Stored data entries
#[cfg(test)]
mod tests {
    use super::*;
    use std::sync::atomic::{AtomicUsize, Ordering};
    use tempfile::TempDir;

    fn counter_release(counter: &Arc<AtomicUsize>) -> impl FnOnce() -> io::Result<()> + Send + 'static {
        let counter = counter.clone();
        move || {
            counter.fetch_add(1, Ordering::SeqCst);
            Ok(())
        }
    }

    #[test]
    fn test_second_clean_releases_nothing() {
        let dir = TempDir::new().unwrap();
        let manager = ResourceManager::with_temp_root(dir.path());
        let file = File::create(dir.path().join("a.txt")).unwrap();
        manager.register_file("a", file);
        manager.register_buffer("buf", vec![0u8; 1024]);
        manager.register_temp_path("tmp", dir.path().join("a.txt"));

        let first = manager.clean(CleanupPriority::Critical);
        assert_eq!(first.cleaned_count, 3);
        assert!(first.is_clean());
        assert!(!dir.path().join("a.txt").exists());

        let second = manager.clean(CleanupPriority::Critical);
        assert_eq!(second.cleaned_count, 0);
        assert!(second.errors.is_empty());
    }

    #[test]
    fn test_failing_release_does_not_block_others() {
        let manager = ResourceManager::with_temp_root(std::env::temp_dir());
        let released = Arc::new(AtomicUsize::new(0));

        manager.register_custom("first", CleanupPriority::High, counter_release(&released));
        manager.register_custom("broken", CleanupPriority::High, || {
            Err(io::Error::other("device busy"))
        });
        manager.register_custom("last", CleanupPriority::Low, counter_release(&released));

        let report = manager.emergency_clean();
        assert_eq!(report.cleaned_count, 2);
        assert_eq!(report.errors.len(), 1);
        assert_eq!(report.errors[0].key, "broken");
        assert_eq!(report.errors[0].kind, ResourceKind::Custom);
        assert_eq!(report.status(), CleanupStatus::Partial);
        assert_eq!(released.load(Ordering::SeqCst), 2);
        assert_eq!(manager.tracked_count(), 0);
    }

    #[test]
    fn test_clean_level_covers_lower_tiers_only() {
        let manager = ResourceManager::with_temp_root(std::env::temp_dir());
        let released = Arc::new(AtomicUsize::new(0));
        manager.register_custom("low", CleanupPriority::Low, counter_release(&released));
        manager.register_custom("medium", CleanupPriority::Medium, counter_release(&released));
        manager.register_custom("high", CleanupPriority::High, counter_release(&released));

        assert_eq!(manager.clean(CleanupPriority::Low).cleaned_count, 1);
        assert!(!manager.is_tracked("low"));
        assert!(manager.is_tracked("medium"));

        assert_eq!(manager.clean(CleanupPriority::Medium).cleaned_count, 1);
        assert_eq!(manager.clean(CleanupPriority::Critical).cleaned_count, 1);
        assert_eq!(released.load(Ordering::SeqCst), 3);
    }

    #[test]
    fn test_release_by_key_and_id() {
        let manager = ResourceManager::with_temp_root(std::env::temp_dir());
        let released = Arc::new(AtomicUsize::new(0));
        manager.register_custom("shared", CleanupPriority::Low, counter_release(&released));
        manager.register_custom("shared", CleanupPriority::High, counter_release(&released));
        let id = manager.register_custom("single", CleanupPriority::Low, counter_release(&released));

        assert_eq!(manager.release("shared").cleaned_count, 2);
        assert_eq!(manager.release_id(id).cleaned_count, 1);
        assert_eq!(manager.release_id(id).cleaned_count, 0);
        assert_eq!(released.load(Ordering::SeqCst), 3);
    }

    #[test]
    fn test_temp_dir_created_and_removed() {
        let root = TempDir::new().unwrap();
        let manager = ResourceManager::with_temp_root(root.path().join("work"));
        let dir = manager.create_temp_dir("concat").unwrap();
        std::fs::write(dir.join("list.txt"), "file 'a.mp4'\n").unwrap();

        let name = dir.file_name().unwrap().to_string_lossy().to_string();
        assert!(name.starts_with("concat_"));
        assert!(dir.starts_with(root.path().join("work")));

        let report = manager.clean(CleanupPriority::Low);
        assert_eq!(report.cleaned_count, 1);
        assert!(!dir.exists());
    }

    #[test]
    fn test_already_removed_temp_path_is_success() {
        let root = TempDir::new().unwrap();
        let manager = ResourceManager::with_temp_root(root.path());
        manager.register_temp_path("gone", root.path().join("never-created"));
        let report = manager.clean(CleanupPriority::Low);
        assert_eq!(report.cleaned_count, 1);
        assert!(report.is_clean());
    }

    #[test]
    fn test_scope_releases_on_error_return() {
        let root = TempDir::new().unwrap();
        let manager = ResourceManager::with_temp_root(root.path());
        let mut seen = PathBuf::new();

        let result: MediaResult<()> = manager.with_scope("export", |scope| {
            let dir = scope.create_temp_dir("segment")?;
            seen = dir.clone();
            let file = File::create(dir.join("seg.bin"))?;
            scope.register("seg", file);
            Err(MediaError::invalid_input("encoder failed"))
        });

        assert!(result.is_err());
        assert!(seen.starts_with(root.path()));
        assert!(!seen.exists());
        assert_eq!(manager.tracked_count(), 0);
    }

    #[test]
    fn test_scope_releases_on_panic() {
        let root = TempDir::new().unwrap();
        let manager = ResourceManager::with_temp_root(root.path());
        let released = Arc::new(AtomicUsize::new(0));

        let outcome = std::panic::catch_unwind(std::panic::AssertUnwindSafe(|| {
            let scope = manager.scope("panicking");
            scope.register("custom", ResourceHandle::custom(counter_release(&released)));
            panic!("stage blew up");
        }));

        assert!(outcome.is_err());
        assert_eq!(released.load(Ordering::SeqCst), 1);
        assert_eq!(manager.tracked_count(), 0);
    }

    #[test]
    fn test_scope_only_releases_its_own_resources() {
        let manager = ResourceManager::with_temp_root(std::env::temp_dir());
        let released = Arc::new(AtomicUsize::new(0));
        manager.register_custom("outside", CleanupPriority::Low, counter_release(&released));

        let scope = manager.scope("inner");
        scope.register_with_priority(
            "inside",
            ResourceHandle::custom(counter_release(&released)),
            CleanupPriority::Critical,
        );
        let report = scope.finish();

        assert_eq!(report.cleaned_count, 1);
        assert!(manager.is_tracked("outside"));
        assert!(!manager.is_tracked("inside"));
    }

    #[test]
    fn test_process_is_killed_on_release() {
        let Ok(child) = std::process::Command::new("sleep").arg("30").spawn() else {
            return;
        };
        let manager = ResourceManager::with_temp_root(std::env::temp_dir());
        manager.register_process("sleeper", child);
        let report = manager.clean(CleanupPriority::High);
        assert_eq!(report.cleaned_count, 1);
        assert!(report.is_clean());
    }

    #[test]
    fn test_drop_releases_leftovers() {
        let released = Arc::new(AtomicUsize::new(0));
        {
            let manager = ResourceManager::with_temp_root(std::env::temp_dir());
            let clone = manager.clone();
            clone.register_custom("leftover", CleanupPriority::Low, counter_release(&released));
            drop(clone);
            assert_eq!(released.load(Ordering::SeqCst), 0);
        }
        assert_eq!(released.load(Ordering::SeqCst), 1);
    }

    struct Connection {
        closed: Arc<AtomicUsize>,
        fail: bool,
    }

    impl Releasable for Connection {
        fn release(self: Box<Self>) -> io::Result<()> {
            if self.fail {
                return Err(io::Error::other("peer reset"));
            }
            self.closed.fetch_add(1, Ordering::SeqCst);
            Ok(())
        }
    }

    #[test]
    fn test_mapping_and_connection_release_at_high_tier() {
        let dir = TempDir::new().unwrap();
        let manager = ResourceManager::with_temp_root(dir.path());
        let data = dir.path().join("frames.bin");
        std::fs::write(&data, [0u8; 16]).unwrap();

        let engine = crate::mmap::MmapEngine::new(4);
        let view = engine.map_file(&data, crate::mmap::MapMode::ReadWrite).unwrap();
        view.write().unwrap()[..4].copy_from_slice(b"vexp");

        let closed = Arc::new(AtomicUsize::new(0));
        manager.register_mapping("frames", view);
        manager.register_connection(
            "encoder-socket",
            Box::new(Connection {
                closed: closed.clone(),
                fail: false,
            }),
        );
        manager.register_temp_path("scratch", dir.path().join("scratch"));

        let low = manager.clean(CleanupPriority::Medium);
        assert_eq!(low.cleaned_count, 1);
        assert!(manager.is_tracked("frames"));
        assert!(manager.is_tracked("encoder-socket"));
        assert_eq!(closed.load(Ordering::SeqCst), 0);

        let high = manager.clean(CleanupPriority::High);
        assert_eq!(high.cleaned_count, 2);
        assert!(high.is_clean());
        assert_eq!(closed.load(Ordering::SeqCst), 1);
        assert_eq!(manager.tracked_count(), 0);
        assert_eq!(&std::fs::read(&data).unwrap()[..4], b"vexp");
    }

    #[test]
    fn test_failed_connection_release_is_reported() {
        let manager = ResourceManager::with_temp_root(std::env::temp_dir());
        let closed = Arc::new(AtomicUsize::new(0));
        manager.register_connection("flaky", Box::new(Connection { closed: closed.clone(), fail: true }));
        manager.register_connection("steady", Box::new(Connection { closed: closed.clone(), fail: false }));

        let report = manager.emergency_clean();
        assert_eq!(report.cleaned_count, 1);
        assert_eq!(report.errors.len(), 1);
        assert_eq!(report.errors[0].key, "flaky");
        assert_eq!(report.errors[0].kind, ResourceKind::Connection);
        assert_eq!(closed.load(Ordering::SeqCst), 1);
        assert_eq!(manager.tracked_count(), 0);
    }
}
==
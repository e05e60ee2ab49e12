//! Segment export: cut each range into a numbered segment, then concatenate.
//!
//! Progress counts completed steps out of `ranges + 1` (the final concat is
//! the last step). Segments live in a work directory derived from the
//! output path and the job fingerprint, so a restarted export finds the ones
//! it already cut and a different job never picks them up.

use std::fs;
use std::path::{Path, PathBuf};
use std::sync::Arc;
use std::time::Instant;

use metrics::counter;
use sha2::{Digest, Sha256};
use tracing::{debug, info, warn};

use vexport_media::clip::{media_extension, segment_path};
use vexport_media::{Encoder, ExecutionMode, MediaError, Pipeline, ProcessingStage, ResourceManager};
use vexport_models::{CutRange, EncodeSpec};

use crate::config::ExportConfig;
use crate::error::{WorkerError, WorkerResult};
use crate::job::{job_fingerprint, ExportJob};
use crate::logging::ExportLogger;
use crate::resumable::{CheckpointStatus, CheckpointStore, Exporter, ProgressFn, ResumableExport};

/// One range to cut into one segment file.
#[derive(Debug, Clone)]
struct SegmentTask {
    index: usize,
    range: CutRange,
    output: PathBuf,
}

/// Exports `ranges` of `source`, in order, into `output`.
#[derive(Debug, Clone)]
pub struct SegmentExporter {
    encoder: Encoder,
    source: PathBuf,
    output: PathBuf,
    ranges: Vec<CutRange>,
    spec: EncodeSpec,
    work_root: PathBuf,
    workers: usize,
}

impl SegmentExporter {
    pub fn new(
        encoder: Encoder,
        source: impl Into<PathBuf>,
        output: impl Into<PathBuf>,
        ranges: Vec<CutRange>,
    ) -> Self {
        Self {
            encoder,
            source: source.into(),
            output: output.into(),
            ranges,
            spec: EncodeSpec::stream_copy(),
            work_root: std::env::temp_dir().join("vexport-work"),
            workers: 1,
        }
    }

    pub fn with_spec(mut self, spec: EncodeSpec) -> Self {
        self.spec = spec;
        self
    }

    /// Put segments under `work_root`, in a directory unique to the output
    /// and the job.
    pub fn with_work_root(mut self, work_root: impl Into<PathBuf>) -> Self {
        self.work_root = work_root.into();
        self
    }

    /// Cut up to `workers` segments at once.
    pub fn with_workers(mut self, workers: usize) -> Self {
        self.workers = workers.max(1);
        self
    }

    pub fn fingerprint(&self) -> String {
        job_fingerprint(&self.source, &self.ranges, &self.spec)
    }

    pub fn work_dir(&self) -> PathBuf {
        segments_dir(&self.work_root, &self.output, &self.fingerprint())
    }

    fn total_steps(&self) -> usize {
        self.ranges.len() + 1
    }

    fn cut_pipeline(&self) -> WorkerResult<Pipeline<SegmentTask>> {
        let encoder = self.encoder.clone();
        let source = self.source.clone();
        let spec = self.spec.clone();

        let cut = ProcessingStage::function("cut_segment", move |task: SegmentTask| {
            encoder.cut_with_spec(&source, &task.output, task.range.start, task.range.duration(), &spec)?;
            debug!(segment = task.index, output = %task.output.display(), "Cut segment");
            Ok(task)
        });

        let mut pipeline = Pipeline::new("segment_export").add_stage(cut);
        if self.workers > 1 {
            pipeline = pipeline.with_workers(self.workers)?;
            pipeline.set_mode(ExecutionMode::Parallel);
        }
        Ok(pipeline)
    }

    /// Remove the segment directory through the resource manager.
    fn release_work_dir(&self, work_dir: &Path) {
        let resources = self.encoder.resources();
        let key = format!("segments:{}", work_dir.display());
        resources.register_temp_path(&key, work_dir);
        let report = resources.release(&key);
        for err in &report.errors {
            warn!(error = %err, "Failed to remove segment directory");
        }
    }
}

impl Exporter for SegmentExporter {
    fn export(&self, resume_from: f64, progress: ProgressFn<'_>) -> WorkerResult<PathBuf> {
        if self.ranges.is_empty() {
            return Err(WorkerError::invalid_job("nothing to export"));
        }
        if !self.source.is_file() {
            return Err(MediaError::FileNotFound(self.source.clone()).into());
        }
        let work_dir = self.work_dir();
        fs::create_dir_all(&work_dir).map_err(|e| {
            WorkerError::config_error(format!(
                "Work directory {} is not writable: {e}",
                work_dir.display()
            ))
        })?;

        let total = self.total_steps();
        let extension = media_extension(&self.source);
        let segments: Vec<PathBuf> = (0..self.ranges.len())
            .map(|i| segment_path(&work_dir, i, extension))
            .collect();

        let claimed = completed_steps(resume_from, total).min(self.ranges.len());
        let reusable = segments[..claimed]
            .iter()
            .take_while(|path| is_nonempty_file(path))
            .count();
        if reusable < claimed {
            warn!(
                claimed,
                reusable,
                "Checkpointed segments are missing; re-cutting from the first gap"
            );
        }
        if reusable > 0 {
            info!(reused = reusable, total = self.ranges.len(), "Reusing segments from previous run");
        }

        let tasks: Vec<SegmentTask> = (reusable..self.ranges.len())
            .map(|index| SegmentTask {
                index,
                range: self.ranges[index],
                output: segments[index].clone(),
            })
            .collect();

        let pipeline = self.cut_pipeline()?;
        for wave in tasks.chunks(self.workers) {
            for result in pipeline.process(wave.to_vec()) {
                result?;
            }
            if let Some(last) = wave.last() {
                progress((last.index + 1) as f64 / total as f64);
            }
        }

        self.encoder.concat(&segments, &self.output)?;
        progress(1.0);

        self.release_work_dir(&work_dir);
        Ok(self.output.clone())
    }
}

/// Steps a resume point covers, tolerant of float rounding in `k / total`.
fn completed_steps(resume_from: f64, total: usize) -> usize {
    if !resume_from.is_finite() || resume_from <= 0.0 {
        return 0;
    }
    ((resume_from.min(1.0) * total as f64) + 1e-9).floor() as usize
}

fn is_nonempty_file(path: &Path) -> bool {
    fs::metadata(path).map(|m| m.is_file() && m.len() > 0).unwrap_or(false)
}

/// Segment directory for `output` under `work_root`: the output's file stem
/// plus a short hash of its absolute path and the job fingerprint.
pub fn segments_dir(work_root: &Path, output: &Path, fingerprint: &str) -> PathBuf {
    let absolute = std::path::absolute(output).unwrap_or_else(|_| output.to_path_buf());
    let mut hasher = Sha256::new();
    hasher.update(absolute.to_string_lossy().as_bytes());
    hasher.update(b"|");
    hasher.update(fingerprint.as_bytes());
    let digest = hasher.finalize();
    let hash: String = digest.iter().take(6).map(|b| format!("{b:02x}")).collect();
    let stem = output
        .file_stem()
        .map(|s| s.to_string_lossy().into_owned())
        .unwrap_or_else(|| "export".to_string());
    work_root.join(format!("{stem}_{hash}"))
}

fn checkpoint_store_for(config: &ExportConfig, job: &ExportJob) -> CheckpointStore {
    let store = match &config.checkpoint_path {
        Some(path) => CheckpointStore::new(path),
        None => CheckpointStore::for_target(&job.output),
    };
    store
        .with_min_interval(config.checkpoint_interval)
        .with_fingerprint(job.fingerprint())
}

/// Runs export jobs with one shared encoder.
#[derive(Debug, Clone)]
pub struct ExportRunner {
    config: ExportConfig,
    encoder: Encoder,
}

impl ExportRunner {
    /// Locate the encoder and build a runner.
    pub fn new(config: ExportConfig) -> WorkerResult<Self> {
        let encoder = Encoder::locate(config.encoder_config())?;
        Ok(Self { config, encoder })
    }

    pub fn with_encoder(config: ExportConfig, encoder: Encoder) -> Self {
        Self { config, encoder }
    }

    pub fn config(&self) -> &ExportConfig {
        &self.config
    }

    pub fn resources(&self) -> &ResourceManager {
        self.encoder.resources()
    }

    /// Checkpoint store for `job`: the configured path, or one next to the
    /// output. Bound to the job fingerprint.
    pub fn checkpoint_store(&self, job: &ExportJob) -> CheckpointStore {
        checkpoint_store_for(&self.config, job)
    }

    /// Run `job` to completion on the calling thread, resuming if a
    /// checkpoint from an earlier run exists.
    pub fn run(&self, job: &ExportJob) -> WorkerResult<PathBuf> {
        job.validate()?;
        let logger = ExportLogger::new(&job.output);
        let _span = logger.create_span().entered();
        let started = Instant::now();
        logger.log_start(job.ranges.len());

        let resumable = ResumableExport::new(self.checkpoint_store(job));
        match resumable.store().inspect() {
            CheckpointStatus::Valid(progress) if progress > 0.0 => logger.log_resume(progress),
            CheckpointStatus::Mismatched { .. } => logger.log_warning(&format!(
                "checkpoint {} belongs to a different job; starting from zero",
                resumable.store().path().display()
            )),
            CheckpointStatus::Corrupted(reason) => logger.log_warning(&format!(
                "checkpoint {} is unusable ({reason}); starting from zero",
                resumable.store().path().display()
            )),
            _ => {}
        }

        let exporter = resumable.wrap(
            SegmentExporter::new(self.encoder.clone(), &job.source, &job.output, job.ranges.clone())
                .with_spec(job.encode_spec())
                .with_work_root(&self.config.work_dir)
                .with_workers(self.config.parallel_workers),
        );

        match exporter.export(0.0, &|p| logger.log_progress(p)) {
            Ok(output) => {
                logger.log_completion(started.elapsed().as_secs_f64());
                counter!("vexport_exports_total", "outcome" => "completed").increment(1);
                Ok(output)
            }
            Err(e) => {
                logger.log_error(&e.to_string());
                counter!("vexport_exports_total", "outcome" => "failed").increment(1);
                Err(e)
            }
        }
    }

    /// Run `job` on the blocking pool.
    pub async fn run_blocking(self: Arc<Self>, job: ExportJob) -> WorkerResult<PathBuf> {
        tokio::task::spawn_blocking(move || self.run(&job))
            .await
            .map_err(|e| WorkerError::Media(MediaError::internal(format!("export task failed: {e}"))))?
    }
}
--
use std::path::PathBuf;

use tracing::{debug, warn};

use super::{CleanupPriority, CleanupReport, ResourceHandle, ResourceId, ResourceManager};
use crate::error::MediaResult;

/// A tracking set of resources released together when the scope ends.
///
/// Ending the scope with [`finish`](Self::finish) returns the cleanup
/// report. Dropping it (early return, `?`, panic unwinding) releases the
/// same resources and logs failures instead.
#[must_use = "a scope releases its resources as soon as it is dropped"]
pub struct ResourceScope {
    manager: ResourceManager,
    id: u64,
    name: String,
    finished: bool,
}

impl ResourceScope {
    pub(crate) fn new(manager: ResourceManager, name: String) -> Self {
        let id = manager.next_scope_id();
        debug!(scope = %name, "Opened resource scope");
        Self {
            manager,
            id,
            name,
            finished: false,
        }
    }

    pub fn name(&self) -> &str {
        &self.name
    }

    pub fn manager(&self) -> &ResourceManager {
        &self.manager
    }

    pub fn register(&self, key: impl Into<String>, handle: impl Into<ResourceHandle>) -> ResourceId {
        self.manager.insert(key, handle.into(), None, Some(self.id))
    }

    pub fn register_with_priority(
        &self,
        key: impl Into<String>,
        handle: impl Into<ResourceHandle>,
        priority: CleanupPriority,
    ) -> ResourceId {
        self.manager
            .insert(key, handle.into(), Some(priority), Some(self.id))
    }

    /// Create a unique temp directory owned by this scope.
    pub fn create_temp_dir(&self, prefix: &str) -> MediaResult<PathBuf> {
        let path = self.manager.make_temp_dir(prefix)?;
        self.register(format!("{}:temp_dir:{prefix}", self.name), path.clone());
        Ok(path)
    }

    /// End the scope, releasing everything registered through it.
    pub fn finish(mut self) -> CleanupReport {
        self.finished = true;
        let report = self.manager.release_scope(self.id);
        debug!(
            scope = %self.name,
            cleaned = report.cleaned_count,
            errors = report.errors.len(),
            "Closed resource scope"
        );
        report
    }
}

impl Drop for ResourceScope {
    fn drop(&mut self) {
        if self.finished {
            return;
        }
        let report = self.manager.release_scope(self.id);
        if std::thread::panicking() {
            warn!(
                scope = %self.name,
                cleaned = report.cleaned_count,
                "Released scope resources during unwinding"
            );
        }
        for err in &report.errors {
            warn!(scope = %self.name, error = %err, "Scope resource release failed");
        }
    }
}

■ TASK STATEMENT ■
Starting at the line that has "let spec = self.spec.clone();" and ending at the line that has "if self.workers >", please write out the lines above exactly, leaving out all others.

■ WRITTEN SOLUTION ■
        let spec = self.spec.clone();

        let cut = ProcessingStage::function("cut_segment", move |task: SegmentTask| {
            encoder.cut_with_spec(&source, &task.output, task.range.start, task.range.duration(), &spec)?;
            debug!(segment = task.index, output = %task.output.display(), "Cut segment");
            Ok(task)
        });

        let mut pipeline = Pipeline::new("segment_export").add_stage(cut);
        if self.workers > 1 {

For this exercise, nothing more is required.